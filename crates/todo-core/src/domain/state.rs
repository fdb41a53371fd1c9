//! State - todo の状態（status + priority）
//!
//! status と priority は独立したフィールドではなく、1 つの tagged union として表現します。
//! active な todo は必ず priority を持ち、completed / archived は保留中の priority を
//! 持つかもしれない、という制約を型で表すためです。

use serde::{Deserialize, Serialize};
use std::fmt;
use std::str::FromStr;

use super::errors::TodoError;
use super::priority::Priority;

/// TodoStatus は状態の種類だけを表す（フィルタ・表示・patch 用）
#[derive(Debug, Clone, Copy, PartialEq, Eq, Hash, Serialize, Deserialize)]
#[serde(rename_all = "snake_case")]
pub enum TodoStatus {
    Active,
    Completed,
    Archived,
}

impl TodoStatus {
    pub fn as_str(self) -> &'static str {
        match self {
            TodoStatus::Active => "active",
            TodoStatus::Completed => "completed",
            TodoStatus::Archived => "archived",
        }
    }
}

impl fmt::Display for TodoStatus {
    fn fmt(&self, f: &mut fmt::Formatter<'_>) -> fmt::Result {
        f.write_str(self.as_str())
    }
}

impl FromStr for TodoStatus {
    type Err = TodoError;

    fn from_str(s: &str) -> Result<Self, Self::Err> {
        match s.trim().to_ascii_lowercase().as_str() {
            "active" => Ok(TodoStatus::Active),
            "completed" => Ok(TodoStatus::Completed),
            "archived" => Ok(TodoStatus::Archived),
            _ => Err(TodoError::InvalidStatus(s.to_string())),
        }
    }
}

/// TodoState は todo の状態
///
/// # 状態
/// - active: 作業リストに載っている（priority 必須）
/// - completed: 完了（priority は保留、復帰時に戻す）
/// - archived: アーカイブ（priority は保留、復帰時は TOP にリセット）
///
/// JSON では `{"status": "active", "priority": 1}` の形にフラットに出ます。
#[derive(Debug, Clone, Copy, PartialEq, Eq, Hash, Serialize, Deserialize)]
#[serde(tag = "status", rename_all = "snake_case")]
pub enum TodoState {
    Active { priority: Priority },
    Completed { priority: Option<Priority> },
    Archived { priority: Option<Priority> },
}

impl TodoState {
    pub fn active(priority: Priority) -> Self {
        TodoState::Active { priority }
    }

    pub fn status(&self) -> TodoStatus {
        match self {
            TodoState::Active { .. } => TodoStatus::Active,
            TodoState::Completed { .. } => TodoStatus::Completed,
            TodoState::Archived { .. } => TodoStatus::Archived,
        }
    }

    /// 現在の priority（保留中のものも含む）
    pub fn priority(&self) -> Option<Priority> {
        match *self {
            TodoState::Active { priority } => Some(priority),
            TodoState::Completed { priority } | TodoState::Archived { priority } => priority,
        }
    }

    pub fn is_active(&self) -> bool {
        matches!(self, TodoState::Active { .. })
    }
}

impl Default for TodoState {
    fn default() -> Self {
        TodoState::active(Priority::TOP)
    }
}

================================

Copy every record precisely, omitting nothing.

filename crates/todo-core/src/domain/state.rs
repository fdb41a53371fd1c9
//! State - todo の状態（status + priority）
//!
//! status と priority は独立したフィールドではなく、1 つの tagged union として表現します。
//! active な todo は必ず priority を持ち、completed / archived は保留中の priority を
//! 持つかもしれない、という制約を型で表すためです。

use serde::{Deserialize, Serialize};
use std::fmt;
use std::str::FromStr;

use super::errors::TodoError;
use super::priority::Priority;

/// TodoStatus は状態の種類だけを表す（フィルタ・表示・patch 用）
#[derive(Debug, Clone, Copy, PartialEq, Eq, Hash, Serialize, Deserialize)]
#[serde(rename_all = "snake_case")]
pub enum TodoStatus {
    Active,
    Completed,
    Archived,
}

impl TodoStatus {
    pub fn as_str(self) -> &'static str {
        match self {
            TodoStatus::Active => "active",
            TodoStatus::Completed => "completed",
            TodoStatus::Archived => "archived",
        }
    }
}

impl fmt::Display for TodoStatus {
    fn fmt(&self, f: &mut fmt::Formatter<'_>) -> fmt::Result {
        f.write_str(self.as_str())
    }
}

impl FromStr for TodoStatus {
    type Err = TodoError;

    fn from_str(s: &str) -> Result<Self, Self::Err> {
        match s.trim().to_ascii_lowercase().as_str() {
            "active" => Ok(TodoStatus::Active),
            "completed" => Ok(TodoStatus::Completed),
            "archived" => Ok(TodoStatus::Archived),
            _ => Err(TodoError::InvalidStatus(s.to_string())),
        }
    }
}

/// TodoState は todo の状態
///
/// # 状態
/// - active: 作業リストに載っている（priority 必須）
/// - completed: 完了（priority は保留、復帰時に戻す）
/// - archived: アーカイブ（priority は保留、復帰時は TOP にリセット）
///
/// JSON では `{"status": "active", "priority": 1}` の形にフラットに出ます。
#[derive(Debug, Clone, Copy, PartialEq, Eq, Hash, Serialize, Deserialize)]
#[serde(tag = "status", rename_all = "snake_case")]
pub enum TodoState {
    Active { priority: Priority },
    Completed { priority: Option<Priority> },
    Archived { priority: Option<Priority> },
}

impl TodoState {
    pub fn active(priority: Priority) -> Self {
        TodoState::Active { priority }
    }

    pub fn status(&self) -> TodoStatus {
        match self {
            TodoState::Active { .. } => TodoStatus::Active,
            TodoState::Completed { .. } => TodoStatus::Completed,
            TodoState::Archived { .. } => TodoStatus::Archived,
        }
    }

    /// 現在の priority（保留中のものも含む）
    pub fn priority(&self) -> Option<Priority> {
        match *self {
            TodoState::Active { priority } => Some(priority),
            TodoState::Completed { priority } | TodoState::Archived { priority } => priority,
        }
    }

    pub fn is_active(&self) -> bool {
        matches!(self, TodoState::Active { .. })
    }
}

impl Default for TodoState {
    fn default() -> Self {
        TodoState::active(Priority::TOP)
    }
}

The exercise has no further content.